February 10, 2007 at 11:36 am
Business Intelligence is an exciting idea. I think most people are inherently attracted to the dream that we can make sense of the morass of data that drives our lives, to understands it and use it to "predict the future".
Data mining projects are springing up everywhere, digitizing and mining everything from the Library of Congress, to 80 million documents from the Guatamalan police archives, in an effort to uncover human rights atrocities. Alongside this, BI technology strides ever onwards. Heck, this week Business Objects even announced a new set of business intelligence tools aimed at "companies with less than $1 billion in revenue". Hands up whose firm falls into that category? At last, BI for the little guy! .
Seriously though, I understand why Sean McCown is excited that Donald Farmer is excited by SQL Server BI. He wants to see intelligent and predictive analysis tools made available to DBAs, so they receive warnings about query performance degrading, and so on, before it happens.
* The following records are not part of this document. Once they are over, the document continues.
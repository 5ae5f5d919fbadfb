//! # Archive — offline reader for log archive files
//!
//! Decodes the append-only archive files produced by the high-throughput
//! log writer. An archive is a header followed by a run of framed records,
//! each terminated by a fixed 8-byte synchronization marker:
//!
//! ```text
//! ┌─────────────────────────────────────────────────────────────┐
//! │ magic (4) = 1B AD C0 DE │ version (1) = 0x3 | 0x4           │
//! ├─────────────────────────────────────────────────────────────┤
//! │ v3 only: archive-wide mode byte (1)                         │
//! ├─────────────────────────────────────────────────────────────┤
//! │ proto name length (u16 LE) │ proto name (N)                 │
//! ├─────────────────────────────────────────────────────────────┤
//! │ sync marker (8) = B7 DB E7 DB 80 AD D9 57                   │
//! ╞═════════════════════════════════════════════════════════════╡
//! │ v4 only: record mode byte (1)                               │
//! │ v4 + AES only: IV (16) │ client ephemeral public key (64)   │
//! ├─────────────────────────────────────────────────────────────┤
//! │ payload length (u16 LE, 0 < L ≤ 16384) │ payload (L)        │
//! ├─────────────────────────────────────────────────────────────┤
//! │ sync marker (8)                                             │
//! ╞═════════════════════════════════════════════════════════════╡
//! │ ... more records ...                                        │
//! └─────────────────────────────────────────────────────────────┘
//! ```
//!
//! v3 fixes compression/encryption once for the whole archive in its header
//! mode byte (encryption is never available in v3). v4 carries the mode per
//! record, and encrypted records embed the key material needed to re-derive
//! their AES key: ECDH over secp256k1 between the record's ephemeral client
//! key and the caller-supplied static server private key.
//!
//! Zlib-compressed payloads are chunks of a *single* raw-DEFLATE stream
//! that runs across the whole archive (sync-flushed at record boundaries),
//! so records must be decoded in order and share one decompressor.
//!
//! ## Errors
//!
//! Header-level problems ([`ArchiveError::Corrupt`],
//! [`ArchiveError::UnsupportedVersion`], …) abort [`ArchiveReader::open`];
//! the archive is unusable. Per-record problems come back as
//! [`ArchiveError::Record`] values and poison only that record — the caller
//! can stop, or call [`ArchiveReader::resync`] to skip to the next marker
//! and keep reading.
//!
//! ## Example
//!
//! ```rust,no_run
//! use archive::ArchiveReader;
//!
//! let mut reader = ArchiveReader::open("app-20260807.bin", None).unwrap();
//! while let Some(record) = reader.read_next().unwrap() {
//!     println!("{}", String::from_utf8_lossy(&record));
//! }
//! ```

use thiserror::Error;

mod frame;
mod header;
mod reader;

pub use format::{CompressMode, EncryptMode, Version};
pub use header::ArchiveHeader;
pub use reader::ArchiveReader;

/// Errors surfaced while opening or reading an archive.
///
/// Everything except [`Record`](ArchiveError::Record) is fatal for the
/// archive (or, for [`Truncated`](ArchiveError::Truncated), for the current
/// read — the same file may decode further once more bytes arrive).
#[derive(Debug, Error)]
pub enum ArchiveError {
    /// The underlying byte source could not be acquired.
    #[error("io error: {0}")]
    Io(#[from] std::io::Error),

    /// A field required more bytes than the archive has.
    #[error("archive truncated: {0}")]
    Truncated(#[from] cursor::Truncated),

    /// Header-level damage: bad magic, bad header mode byte, or a header
    /// sync marker that doesn't match.
    #[error("corrupt archive: {0}")]
    Corrupt(&'static str),

    /// The version byte names no decodable format generation (including
    /// the retired `0x1`/`0x2` formats).
    #[error("unsupported archive version {0:#04x}")]
    UnsupportedVersion(u8),

    /// An encrypted record was found but no server private key was
    /// supplied at open. No record of this archive can ever be decrypted,
    /// so this is fatal rather than per-record.
    #[error("encrypted record but no server private key supplied")]
    CipherNotReady,

    /// The server private key string failed validation at open.
    #[error("invalid server private key: {0}")]
    InvalidServerKey(#[source] cipher::CipherError),

    /// One record was rejected; the stream may continue after a
    /// [`resync`](ArchiveReader::resync).
    #[error("record rejected: {0}")]
    Record(#[from] RecordError),
}

/// Rejection reasons scoped to a single record.
#[derive(Debug, Error)]
pub enum RecordError {
    /// A v4 record's mode byte has an unrecognized nibble.
    #[error("unrecognized mode byte {0:#04x}")]
    InvalidMode(u8),

    /// The payload length field is zero or above the 16 KiB bound. The
    /// cursor is left at the unread payload, since its true extent is
    /// unknown.
    #[error("payload length {0} out of range")]
    InvalidLength(u16),

    /// The record's trailing sync marker doesn't match — this record (or
    /// an earlier one) is damaged.
    #[error("sync marker mismatch")]
    MarkerMismatch,

    /// Per-record key derivation or cipher setup failed.
    #[error("decrypt failed: {0}")]
    Decrypt(#[source] cipher::CipherError),

    /// The record's compressed payload doesn't continue the archive's
    /// DEFLATE stream.
    #[error("inflate failed: {0}")]
    Inflate(#[source] inflate::InflateError),
}

#[cfg(test)]
mod tests;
At this level BI is exciting and tangible.
But at the broader level, of being able to mine for consistent and valuable information all of the data that comprises every arm of your business - to most companies this is still a pipe dream. So what is holding BI back? Technology? Cost? Fear of "transparency"? Those last two are probably a factor, but isn't the real issue the simple fact that it's impossible to know what you'll really get out of it - and unless you have, right from the beginning, a fundamental, shared understanding of the meaning of your business data, then it could actually be very little. In his recent data dialog, Phil Factor mourned the demise of the grizzled old data architect/systems analyst whose job it was to establish the shared knowledge of what all of the entities that comprised the business data actually meant. If you don't have that understanding, if your data is fundamentally unsound, then no amount of manipulation and mining is going to help you.
Tony Davis
February 12, 2007 at 2:09 am
As a systems analyst/information analyst who was unaware that they had demised i think there is a fundamental barrier for many small to medium sized businesses when looking at BI projects, namely timescales. Our business model can shift in a matter of days to reflect changes in the market. It's clear from reviewing data from just 12 months back that predictive analysis would have been a waste of time and using it as part of the data set in an analytical process to inform business decisions now would give us completely spurious results. The upshot is that building a comprehensive tool would take at least a year with my available resources and would be completely out of date when complete.
K.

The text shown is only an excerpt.